As for the MLR analysis of HOMA-β, the results revealed that TC, age, WC and LDL-C were the greater contributor associated with HOMA-β. The potential influence of TC and LDL-C on HOMA-β may be attributed to the inhibited pancreatic function caused by the toxicity of lipid [30]. In addition, the pancreatic function gradually declined with the increase of age, and then affects the HOMA-β. Increase of WC has been demonstrated to be associated with increased HOMA-IR and decreased insulin sensitivity, thus could lead to insulin compensatory secretion and impair pancreatic function.

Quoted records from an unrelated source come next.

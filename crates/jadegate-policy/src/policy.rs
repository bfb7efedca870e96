//! The declarative [`Policy`] value object and its predicates.

use std::collections::HashMap;
use std::path::{Path, PathBuf};

use globset::Glob;
use serde::{Deserialize, Serialize};

use crate::error::{PolicyError, PolicyResult};

/// Which direction a file-path check is being made for.
#[derive(Debug, Clone, Copy, PartialEq, Eq)]
pub enum FileMode {
    /// Reading a file.
    Read,
    /// Writing a file.
    Write,
}

/// A declarative, immutable-after-construction security policy.
///
/// All fields are plain data: blocked tool names, host allow/deny lists,
/// file glob patterns, and numeric limits. `Policy` never reaches the
/// filesystem or network on its own behalf except through [`Policy::from_file`]
/// and [`Policy::save`].
#[derive(Debug, Clone, PartialEq, Serialize, Deserialize)]
pub struct Policy {
    /// Host patterns that are permitted (`*`, exact host, or `*.suffix`).
    #[serde(default)]
    pub network_allowlist: Vec<String>,

    /// Hosts that are always refused, regardless of the allowlist.
    #[serde(default = "default_network_blocklist")]
    pub network_blocklist: Vec<String>,

    /// Glob patterns of paths permitted for reads. Empty means "allow all
    /// except blocklist".
    #[serde(default)]
    pub file_read_allow: Vec<String>,

    /// Glob patterns of paths permitted for writes. Empty means "allow all
    /// except blocklist".
    #[serde(default)]
    pub file_write_allow: Vec<String>,

    /// Substring/glob patterns for paths that are always denied.
    #[serde(default = "default_file_blocklist")]
    pub file_blocklist: Vec<String>,

    /// Tool names that are always denied.
    #[serde(default = "default_blocked_actions")]
    pub blocked_actions: Vec<String>,

    /// Tool names that require out-of-band human approval.
    #[serde(default = "default_approval_required")]
    pub approval_required: Vec<String>,

    /// File extensions (including the leading dot, case-folded) allowed
    /// for uploads. Empty means "allow all".
    #[serde(default = "default_upload_ext_allowlist")]
    pub upload_ext_allowlist: Vec<String>,

    /// Soft rate limit, informational to the DAG's reserved rapid-fire detector.
    #[serde(default = "default_max_calls_per_minute")]
    pub max_calls_per_minute: u32,

    /// Maximum call-chain depth before the DAG's depth detector fires.
    #[serde(default = "default_max_call_depth")]
    pub max_call_depth: u32,

    /// Consecutive failures before a tool's breaker trips to OPEN.
    #[serde(default = "default_breaker_threshold")]
    pub breaker_threshold: u32,

    /// Seconds an OPEN breaker waits before allowing a HALF_OPEN probe.
    #[serde(default = "default_breaker_timeout_sec")]
    pub breaker_timeout_sec: f64,

    /// Whether the interceptor's dangerous-pattern parameter scan runs.
    #[serde(default = "default_true")]
    pub enable_dangerous_pattern_scan: bool,

    /// Whether the session keeps an audit log.
    #[serde(default = "default_true")]
    pub enable_audit_log: bool,
}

Our results revealed an association between LFC and glucose metabolism status, where the excessive accumulation of liver fat strongly correlated with insulin resistance, impaired insulin secretive function and abnormality of glucose metabolism. It remains always controversial whether fat deposition in the liver is a cause or consequence of insulin resistance. Some investigators have illustrated that liver fat accumulation closely associated with BMI, LDL, TG, insulin resistance and FPG, suggesting that ectopic fat accumulation in the liver affects the normal metabolism of lipids and may contribute to the development and progression of diabetes [28, 31, 32]. However, several observations indicated that the intrahepatic alterations in glucose and fat metabolism could also cause liver steatosis, and the liver fat accumulation does not seem to be sufficient or necessary to induce hepatic insulin resistance [33,34,35].

There are some shortcomings in the present study that need to be acknowledged. First, this study is an observational study with a case–control design that could not prove the causal relationship due to the lack of clear time logic. Second, the selection of study sample is based on single hospital, and may have selection bias. Third, [1H]-MRS is time consuming to perform and can depict the fat content of only a portion of the organs; the placement of voxels requires operator expertise, especially in small organs of irregular shape, thus the accuracy of MRS can be compromised. Furthermore, due to a relatively small sample size, especially in PDM and NC, it may impair the reliability of our results. Hence, further community-based studies with a large sample size are still required to confirm our results.

Conclusions

In summary, our study has indicated that the increase of LFC plays an important role in insulin resistance, abnormal glucose metabolism status and eventually diabetes, and may be regarded as potential indicators for abnormal glucose tolerance and T2DM. Early intervention, ideally as soon as abnormalities in LFC are detected, is of great importance for the prevention of T2DM.